The current HSC standards-based assessment model, launched in 2001, was never designed for subjects to be compared with each other. This was stated at its inception, and seems to be restated annually; usually in a Sydney Morning Herald article including quotes from Professor Jim Tognolini (one of the original architects of the HSC), the Science Teachers’ Association NSW, and myself. But we keep on making these comparisons and tallies: in school ranking tables, Honour Rolls (both somewhat ironically published in the SMH also), school marketing and internal school performance reviews.
UAC recognises the variance in standards, rigour and band distribution across different subjects; that is why they scale subjects accordingly to determine a student’s ATAR. The most extreme example I have encountered in my work supporting Science teachers was in 2020: a Band 1 (a high fail, talk about an oxymoron!) in Physics could rank higher than a Band 4 in Visual Arts. Yet science teachers, HoDs and school Principals are pilloried by higher powers if the number of Band 6s in the sciences are less than in other subjects, even though we (should) know it’s comparing apples with oranges.

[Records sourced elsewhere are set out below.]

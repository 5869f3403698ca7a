use strads_core::{ShardKind, TaskRange};

use crate::corr::{dense_correlation, sparse_correlation};
use crate::error::ShardError;

/// One sparse column: row indices ascending, values aligned.
#[derive(Debug, Clone, Default, PartialEq)]
pub struct SparseColumn {
    pub rows: Vec<u64>,
    pub vals: Vec<f64>,
}

impl SparseColumn {
    pub fn nnz(&self) -> usize {
        self.rows.len()
    }

    /// Sort by row and fold duplicate rows by summing their values.
    fn normalize(&mut self) {
        if self.rows.windows(2).all(|w| w[0] < w[1]) {
            return;
        }
        let mut pairs: Vec<(u64, f64)> =
            self.rows.drain(..).zip(self.vals.drain(..)).collect();
        pairs.sort_by_key(|(r, _)| *r);
        for (r, v) in pairs {
            match self.rows.last() {
                Some(&last) if last == r => {
                    if let Some(acc) = self.vals.last_mut() {
                        *acc += v;
                    }
                }
                _ => {
                    self.rows.push(r);
                    self.vals.push(v);
                }
            }
        }
    }
}

/// Column-major storage for the columns of one shard.
#[derive(Debug, Clone)]
pub enum ColumnStore {
    Sparse(Vec<SparseColumn>),
    /// `data[local_col * rows + row]`.
    Dense { rows: usize, data: Vec<f64> },
}

/// Borrowed view of one column.
#[derive(Debug, Clone, Copy)]
pub enum ColumnView<'a> {
    Sparse(&'a SparseColumn),
    Dense(&'a [f64]),
}

/// Identifies which out-of-core column group a shard represents.
#[derive(Debug, Clone, Copy, PartialEq, Eq)]
pub struct ShardTag {
    pub h_modulo: usize,
    pub oocdpartitions: usize,
}

impl ShardTag {
    /// Tag of a shard that holds every column of its range.
    pub fn whole() -> Self {
        Self {
            h_modulo: 0,
            oocdpartitions: 1,
        }
    }
}

/// A column-partitioned matrix shard.
///
/// The shard spans `columns` but only holds values for the `loaded` ranges;
/// with out-of-core cycling that is one column group of the machine's range.
#[derive(Debug, Clone)]
pub struct DataShard {
    alias: String,
    rows: u64,
    columns: TaskRange,
    loaded: Vec<TaskRange>,
    tag: ShardTag,
    store: ColumnStore,
    nonzero: u64,
}

impl DataShard {
    /// Build a shard from `(row, col, value)` triplets. Columns are global
    /// ids and must fall inside `columns`; rows must be below `rows`.
    pub fn from_triplets(
        alias: impl Into<String>,
        kind: ShardKind,
        rows: u64,
        columns: TaskRange,
        loaded: Vec<TaskRange>,
        tag: ShardTag,
        triplets: impl IntoIterator<Item = (u64, u64, f64)>,
    ) -> Result<Self, ShardError> {
        let width = columns.len();
        let mut nonzero = 0u64;
        let store = match kind {
            ShardKind::Sparse => {
                let mut cols = vec![SparseColumn::default(); width];
                for (row, col, val) in triplets {
                    check_entry(row, col, rows, &columns)?;
                    let c = &mut cols[(col - columns.start) as usize];
                    c.rows.push(row);
                    c.vals.push(val);
                    nonzero += 1;
                }
                cols.iter_mut().for_each(SparseColumn::normalize);
                ColumnStore::Sparse(cols)
            }
            ShardKind::Dense => {
                let n = rows as usize;
                let mut data = vec![0.0; width * n];
                for (row, col, val) in triplets {
                    check_entry(row, col, rows, &columns)?;
                    data[(col - columns.start) as usize * n + row as usize] += val;
                    nonzero += 1;
                }
                ColumnStore::Dense { rows: n, data }
            }
        };

        Ok(Self {
            alias: alias.into(),
            rows,
            columns,
            loaded,
            tag,
            store,
            nonzero,
        })
    }

    pub fn alias(&self) -> &str {
        &self.alias
    }

    /// Number of matrix rows (`n` in the correlation).
    pub fn rows(&self) -> u64 {
        self.rows
    }

    pub fn columns(&self) -> TaskRange {
        self.columns
    }

    pub fn loaded(&self) -> &[TaskRange] {
        &self.loaded
    }

    pub fn tag(&self) -> ShardTag {
        self.tag
    }

    pub fn nonzero(&self) -> u64 {
        self.nonzero
    }

    pub fn kind(&self) -> ShardKind {
        match self.store {
            ColumnStore::Sparse(_) => ShardKind::Sparse,
            ColumnStore::Dense { .. } => ShardKind::Dense,
        }
    }

    /// True when column `col` was loaded into this shard.
    pub fn holds(&self, col: u64) -> bool {
        self.loaded.iter().any(|r| r.contains(col))
    }

    /// True when every column of `range` was loaded into this shard.
    pub fn holds_range(&self, range: TaskRange) -> bool {
        self.loaded.iter().any(|r| r.covers(&range))
    }

    pub fn column(&self, col: u64) -> Result<ColumnView<'_>, ShardError> {
        if !self.holds(col) {
            return Err(ShardError::MissingColumn(col));
        }
        let local = (col - self.columns.start) as usize;
        Ok(match &self.store {
            ColumnStore::Sparse(cols) => ColumnView::Sparse(&cols[local]),
            ColumnStore::Dense { rows, data } => {
                ColumnView::Dense(&data[local * rows..(local + 1) * rows])
            }
        })
    }

    /// Absolute Pearson correlation of columns `a` and `b`.
    pub fn correlation(&self, a: u64, b: u64) -> Result<f64, ShardError> {
        let r = match (self.column(a)?, self.column(b)?) {
            (ColumnView::Sparse(x), ColumnView::Sparse(y)) => sparse_correlation(self.rows, x, y),
            (ColumnView::Dense(x), ColumnView::Dense(y)) => dense_correlation(x, y),
            _ => None,
        };
        r.ok_or(ShardError::DegenerateColumn { a, b })
    }
}

fn check_entry(row: u64, col: u64, rows: u64, columns: &TaskRange) -> Result<(), ShardError> {
    if row >= rows || !columns.contains(col) {
        return Err(ShardError::EntryOutOfBounds {
            row,
            col,
            maxrow: rows,
            maxcol: columns.end + 1,
        });
    }
    Ok(())
}

#[cfg(test)]
mod tests {
    use super::*;

    fn shard(kind: ShardKind, loaded: Vec<TaskRange>) -> DataShard {
        let triplets = vec![
            (0, 10, 1.0),
            (1, 10, 2.0),
            (2, 10, 3.0),
            (0, 11, 2.0),
            (1, 11, 4.0),
            (2, 11, 6.0),
            (3, 12, 1.0),
            (1, 12, 1.0),
        ];
        DataShard::from_triplets(
            "Acol",
            kind,
            4,
            TaskRange::new(10, 13),
            loaded,
            ShardTag::whole(),
            triplets,
        )
        .unwrap()
    }

    #[test]
    fn sparse_columns_sorted_by_row() {
        let s = shard(ShardKind::Sparse, vec![TaskRange::new(10, 13)]);
        match s.column(12).unwrap() {
            ColumnView::Sparse(c) => assert_eq!(c.rows, vec![1, 3]),
            ColumnView::Dense(_) => panic!("expected sparse"),
        }
        assert_eq!(s.nonzero(), 8);
    }

    #[test]
    fn sparse_and_dense_agree() {
        let sp = shard(ShardKind::Sparse, vec![TaskRange::new(10, 13)]);
        let de = shard(ShardKind::Dense, vec![TaskRange::new(10, 13)]);
        for (a, b) in [(10, 11), (10, 12), (11, 12)] {
            let x = sp.correlation(a, b).unwrap();
            let y = de.correlation(a, b).unwrap();
            assert!((x - y).abs() < 1e-12);
        }
        assert!((sp.correlation(10, 11).unwrap() - 1.0).abs() < 1e-12);
    }

    #[test]
    fn empty_column_is_degenerate() {
        let s = shard(ShardKind::Sparse, vec![TaskRange::new(10, 13)]);
        assert!(matches!(
            s.correlation(10, 13),
            Err(ShardError::DegenerateColumn { a: 10, b: 13 })
        ));
    }

    #[test]
    fn unloaded_column_is_missing() {
        let s = shard(ShardKind::Sparse, vec![TaskRange::new(10, 11)]);
        assert!(s.holds_range(TaskRange::new(10, 11)));
        assert!(!s.holds_range(TaskRange::new(11, 12)));
        assert!(matches!(s.column(12), Err(ShardError::MissingColumn(12))));
    }

    #[test]
    fn duplicate_entries_are_summed() {
        let s = DataShard::from_triplets(
            "dup",
            ShardKind::Sparse,
            3,
            TaskRange::new(0, 0),
            vec![TaskRange::new(0, 0)],
            ShardTag::whole(),
            vec![(2, 0, 1.0), (0, 0, 1.0), (2, 0, 0.5)],
        )
        .unwrap();
        match s.column(0).unwrap() {
            ColumnView::Sparse(c) => {
                assert_eq!(c.rows, vec![0, 2]);
                assert_eq!(c.vals, vec![1.0, 1.5]);
            }
            ColumnView::Dense(_) => panic!("expected sparse"),
        }
    }

    #[test]
    fn out_of_range_entry_rejected() {
        let err = DataShard::from_triplets(
            "bad",
            ShardKind::Sparse,
            2,
            TaskRange::new(0, 1),
            vec![TaskRange::new(0, 1)],
            ShardTag::whole(),
            vec![(5, 0, 1.0)],
        )
        .unwrap_err();
        assert!(matches!(err, ShardError::EntryOutOfBounds { row: 5, .. }));
    }
}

Thus to my main argument in this short piece. As a result of diminished student (and teacher) self-efficacy and well-being due to unfair flawed comparisons between subjects, too many of the best science students are choosing not to study a science in Stage 6 altogether or to drop a science as they progress from Year 11 to Year 12. The technical reason for this is misunderstanding ‘raw marks’. When a student receives their marks from a school-based written exam e.g. Year 11 exams, or a topic test (a work around for the NESA restrictions on written exam assessments), they misunderstand the marks at face value. HSC marks and bands incorrectly imply a 90 is a Band 6 and a 50 is a Band 2. Accordingly, many science students are devastated if they get a test/exam mark of 49% or 78%. They mistakenly think they have failed (Band 1) or ‘only’ attained Band 4 respectively. They do not realise that NESA ‘moderate’ up such raw exam marks to reported HSC Exam marks. In fact, on average, a raw exam result of 49% in the sciences might scrape a Band 4; a raw exam mark of 78% usually aligns with a high Band 5, close to a Band 6!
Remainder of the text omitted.